The year 1929 began with a sense of optimism that was reflected in the popular song "Happy Days Are Here Again" by Milton Ager and Jack Yellen. Soon, however, other songs reflected a grim reality. In 1931 Jay Gorney and E. Y. "Yip" Harburg wrote a song called "Brother, Can You Spare a Dime?," which came to symbolize the hopelessness and indignity many Americans felt in the face of unemployment and severe economic hardship. After President Franklin Roosevelt's morale boosting pronouncement, "The only thing we have to fear is fear itself," the song "Who's Afraid of the Big Bad Wolf?" became popular. This was ironic inasmuch as the song was from the cartoon The Three Little Pigs (1933), produced by the arch conservative Walt Disney. Not long thereafter, prohibition was repealed, giving rise to a culture of bars and cocktail lounges, which was reflected in such songs as "Soft Lights and Sweet Music," "Night and Day," and "Deep Purple."

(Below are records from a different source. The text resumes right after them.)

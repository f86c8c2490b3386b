//! Unit tests for error handling
//!
//! Tests error types, conversions, and error message formatting.

#[cfg(test)]
mod tests {
    use std::io;

    use crate::errors::KhetGuruError;

    // ====== Error Type Tests ======

    #[test]
    fn test_custom_error() {
        let error = KhetGuruError::Custom("Test error message".to_string());
        assert_eq!(format!("{error}"), "Test error message");
    }

    #[test]
    fn test_invalid_input_error() {
        let error = KhetGuruError::InvalidInput("area_acres must be greater than 0".to_string());
        let display = format!("{error}");
        assert!(display.starts_with("Invalid input"));
        assert!(display.contains("area_acres"));
    }

    #[test]
    fn test_config_error() {
        let error = KhetGuruError::ConfigError("Invalid configuration".to_string());
        assert!(matches!(error, KhetGuruError::ConfigError(_)));
        assert!(format!("{error}").contains("configuration"));
    }

    #[test]
    fn test_catalog_error() {
        let error = KhetGuruError::Catalog("entry 3 has no patterns".to_string());
        assert_eq!(format!("{error}"), "Catalog error: entry 3 has no patterns");
    }

    // ====== Classification Tests ======

    #[test]
    fn test_client_errors() {
        assert!(KhetGuruError::NotFound("plan".into()).is_client_error());
        assert!(KhetGuruError::Conflict("policy exists".into()).is_client_error());
        assert!(KhetGuruError::InvalidInput("season".into()).is_client_error());
    }

    #[test]
    fn test_server_errors() {
        assert!(!KhetGuruError::LlmError("timeout".into()).is_client_error());
        assert!(!KhetGuruError::HttpError("refused".into()).is_client_error());
        assert!(!KhetGuruError::Custom("boom".into()).is_client_error());
    }

    // ====== Error Conversion Tests ======

    #[test]
    fn test_error_from_io() {
        let io_err = io::Error::new(io::ErrorKind::NotFound, "File not found");
        let err: KhetGuruError = io_err.into();
        assert!(matches!(err, KhetGuruError::Io(_)));
    }

    #[test]
    fn test_error_from_serde_json() {
        let json_err = serde_json::from_str::<serde_json::Value>("{not json").unwrap_err();
        let err: KhetGuruError = json_err.into();
        assert!(matches!(err, KhetGuruError::Serialization(_)));
    }

    #[test]
    fn test_error_from_toml() {
        let toml_err = toml::from_str::<toml::Value>("= broken").unwrap_err();
        let err: KhetGuruError = toml_err.into();
        assert!(matches!(err, KhetGuruError::TomlParsing(_)));
    }
}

Ultimately, the Depression proved to be an era rich in musical composition, innovation, and variety. In particular, numerous music publishers who were clustered in New York City's Tin Pan Alley were dependent on the sale of sheet music, since recordings were rare. In order to produce a hit song, a composer had to write a good song, sell it to a popular singer, and hope for financial success. Successful Depression-era Tin Pan Alley songs included George Gershwin's "I Got Rhythm" (1930) and "Embraceable You" (1930); Jerome Kern's "All the Things You Are" (1939), "Smoke Gets in Your Eyes" (1933), and "I Won't Dance" (1934); Irving Berlin's "God Bless America" (1938); and Richard Rodgers's "Falling in Love with Love" (1938) and "This Can't Be Love" (1938).

During the same years, many of these composers also wrote Broadway musicals that featured songs of lasting popularity. These include Jerome Kern's Roberta (1933, "Smoke Gets in Your Eyes"), George Gershwin's Porgy and Bess (1935, "Summertime"), Richard Rodgers and Lorenz Hart's Babes in Arms (1937, "My Funny Valentine"), and Cole Porter's Red, Hot and Blue! (1936, "It's De-Lovely"). Another composer of note, Kurt Weill, a refugee from Adolf Hitler's Germany, composed Knickerbocker Holiday with Maxwell Anderson and gave the world the memorable "September Song" in 1938.

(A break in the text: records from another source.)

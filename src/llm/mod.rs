//! OpenAI-compatible chat completion client
//!
//! Only used when an API key is configured. Every failure is reported as an
//! error so the reply composer can fall back to the knowledge base.

pub mod prompts;

use std::time::Duration;

use reqwest::Client;
use serde::Deserialize;
use serde::Serialize;
use tracing::debug;
use tracing::info;

use crate::config::AppConfig;
use crate::config::LlmConfig;
use crate::kb::Language;
use crate::KhetGuruError;
use crate::Result;

/// One turn of a conversation
#[derive(Debug, Clone, PartialEq, Eq, Serialize, Deserialize)]
pub struct ChatMessage {
    pub role: String, // "user" or "assistant"
    pub content: String,
}

impl ChatMessage {
    pub fn new(role: impl Into<String>, content: impl Into<String>) -> Self {
        Self {
            role: role.into(),
            content: content.into(),
        }
    }
}

#[derive(Debug, Clone)]
pub struct LlmService {
    client: Client,
    endpoint: String,
    api_key: String,
    model: String,
    temperature: f32,
    max_tokens: u32,
    history_turns: usize,
}

impl LlmService {
    /// Create a client; the config must carry an API key
    pub fn new(config: &LlmConfig) -> Result<Self> {
        let api_key = config
            .api_key
            .clone()
            .filter(|key| !key.is_empty())
            .ok_or_else(|| KhetGuruError::ConfigError("LLM API key not provided".to_string()))?;

        let client = Client::builder()
            .timeout(Duration::from_secs(config.timeout_secs))
            .build()
            .map_err(|e| KhetGuruError::HttpError(e.to_string()))?;

        Ok(Self {
            client,
            endpoint: config.endpoint.trim_end_matches('/').to_string(),
            api_key,
            model: config.model.clone(),
            temperature: config.temperature,
            max_tokens: config.max_tokens,
            history_turns: config.history_turns,
        })
    }

    /// Client for the application config, `None` when no key is configured
    pub fn from_config(config: &AppConfig) -> Result<Option<Self>> {
        if !config.llm_enabled() {
            info!("No LLM API key configured, chat replies come from the knowledge base");
            return Ok(None);
        }
        let service = Self::new(&config.llm)?;
        info!("LLM replies enabled with model {}", service.model);
        Ok(Some(service))
    }

    pub fn model(&self) -> &str {
        &self.model
    }

    /// Messages sent to the model: system prompt, recent history, the new message
    pub fn build_messages(
        &self,
        message: &str,
        history: &[ChatMessage],
        language: Language,
    ) -> Vec<ChatMessage> {
        let skip = history.len().saturating_sub(self.history_turns);
        let mut messages = Vec::with_capacity(history.len() - skip + 2);
        messages.push(ChatMessage::new("system", prompts::system_prompt(language)));
        messages.extend(history.iter().skip(skip).cloned());
        messages.push(ChatMessage::new("user", message));
        messages
    }

    /// Ask the model for a reply
    ///
    /// # Errors
    /// - network failures and timeouts
    /// - non-success HTTP status
    /// - responses without a non-empty message
    pub async fn chat(
        &self,
        message: &str,
        history: &[ChatMessage],
        language: Language,
    ) -> Result<String> {
        #[derive(Serialize)]
        struct CompletionRequest<'a> {
            model: &'a str,
            messages: Vec<ChatMessage>,
            temperature: f32,
            max_tokens: u32,
        }

        #[derive(Deserialize)]
        struct CompletionResponse {
            choices: Vec<Choice>,
        }

        #[derive(Deserialize)]
        struct Choice {
            message: ChatMessage,
        }

        let url = format!("{}/chat/completions", self.endpoint);
        debug!("Calling chat completions API: {}", url);

        let request = CompletionRequest {
            model: &self.model,
            messages: self.build_messages(message, history, language),
            temperature: self.temperature,
            max_tokens: self.max_tokens,
        };

        let response = self
            .client
            .post(&url)
            .header("Authorization", format!("Bearer {}", self.api_key))
            .json(&request)
            .send()
            .await
            .map_err(|e| KhetGuruError::HttpError(e.to_string()))?;

        if !response.status().is_success() {
            let status = response.status();
            let error_text = response
                .text()
                .await
                .unwrap_or_else(|_| "Unknown error".to_string());
            return Err(KhetGuruError::LlmError(format!(
                "Chat API error ({status}): {error_text}"
            )));
        }

        let result: CompletionResponse = response
            .json()
            .await
            .map_err(|e| KhetGuruError::LlmError(format!("Failed to parse response: {e}")))?;

        result
            .choices
            .into_iter()
            .next()
            .map(|choice| choice.message.content.trim().to_string())
            .filter(|content| !content.is_empty())
            .ok_or_else(|| KhetGuruError::LlmError("No message in response".to_string()))
    }
}

#[cfg(test)]
mod tests {
    use super::*;

    fn service(history_turns: usize) -> LlmService {
        LlmService::new(&LlmConfig {
            api_key: Some("sk-test".to_string()),
            history_turns,
            ..LlmConfig::default()
        })
        .unwrap()
    }

    #[test]
    fn test_new_requires_key() {
        let err = LlmService::new(&LlmConfig::default()).unwrap_err();
        assert!(matches!(err, KhetGuruError::ConfigError(_)));
    }

    #[test]
    fn test_build_messages_keeps_recent_history() {
        let history: Vec<ChatMessage> = (0..10)
            .map(|i| ChatMessage::new("user", format!("turn {i}")))
            .collect();

        let messages = service(8).build_messages("what about wheat?", &history, Language::English);
        assert_eq!(messages.len(), 10);
        assert_eq!(messages[0].role, "system");
        assert_eq!(messages[1].content, "turn 2");
        assert_eq!(messages[9], ChatMessage::new("user", "what about wheat?"));
    }

    #[test]
    fn test_build_messages_short_history() {
        let history = vec![ChatMessage::new("assistant", "नमस्ते")];
        let messages = service(8).build_messages("गेहूं", &history, Language::Hindi);
        assert_eq!(messages.len(), 3);
        assert!(messages[0].content.contains("Hindi"));
    }

    #[tokio::test]
    async fn test_chat_unreachable_endpoint_is_error() {
        let service = LlmService::new(&LlmConfig {
            api_key: Some("sk-test".to_string()),
            endpoint: "http://127.0.0.1:9".to_string(),
            timeout_secs: 2,
            ..LlmConfig::default()
        })
        .unwrap();

        let result = service.chat("hello", &[], Language::English).await;
        assert!(result.is_err());
    }
}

Many singers became successful radio performers during the Depression years, introducing popular songs that became identified with them. Kate Smith, for example, was associated with the songs "When the Moon Comes over the Mountain" and "God Bless America." Bing Crosby became linked with "When the Blue of the Night Meets the Gold of the Day." Other popular Depression-era singers include Rudy Vallee, Vaughan McRae, and Frank Sinatra. Sinatra was the first singer to use a microphone to startling advantage; earlier singers tended to belt out songs in the style of AI Jolson, but the microphone made subtlety possible, and Sinatra began a new trend in vocal style. Sinatra and other singers generally got their start by singing with big bands, including those led by Harry James, Tommy Dorsey, Guy Lombardo, and Paul Whiteman.

BLUES AND JAZZ

Blues music arose from people who had known hard times, exploitation, and violence long before the Depression. Blues songs were considered crude by many listeners in the first part of the twentieth century when they were first heard in such cities as New Orleans, Saint Louis, and Mobile, Alabama. But many Depression-era listeners responded to blues music because it was about life and release from troubles. The rhythms are danceable, requiring only a guitar and some type of percussion. Among the most important blues musicians in terms of his legacy for later American music, including rock and roll, was legendary Mississippian Robert Johnson. Such Johnson songs as "Me and the Devil Blues" (1937) inspired countless later musicians.

Both ragtime, a rhythmic piano-based music, and jazz, a multi-faceted musical form, derived from blues, and both exhibit the energy and rhythm of African music—handclapping, dancing, singing, and improvisation. Jazz surpassed blues in popularity during the 1930s, and many jazz musicians became well known and greatly in demand. In 1915, jazz was generally considered a form of folk music played primarily in the Deep South. Before long, however, such early jazz musicians as Jelly Roll Morton, Sidney Bechet, and King Oliver became national stars. They could play, and they could improvise; improvisation is the very heart of jazz, making it spontaneous and dramatic.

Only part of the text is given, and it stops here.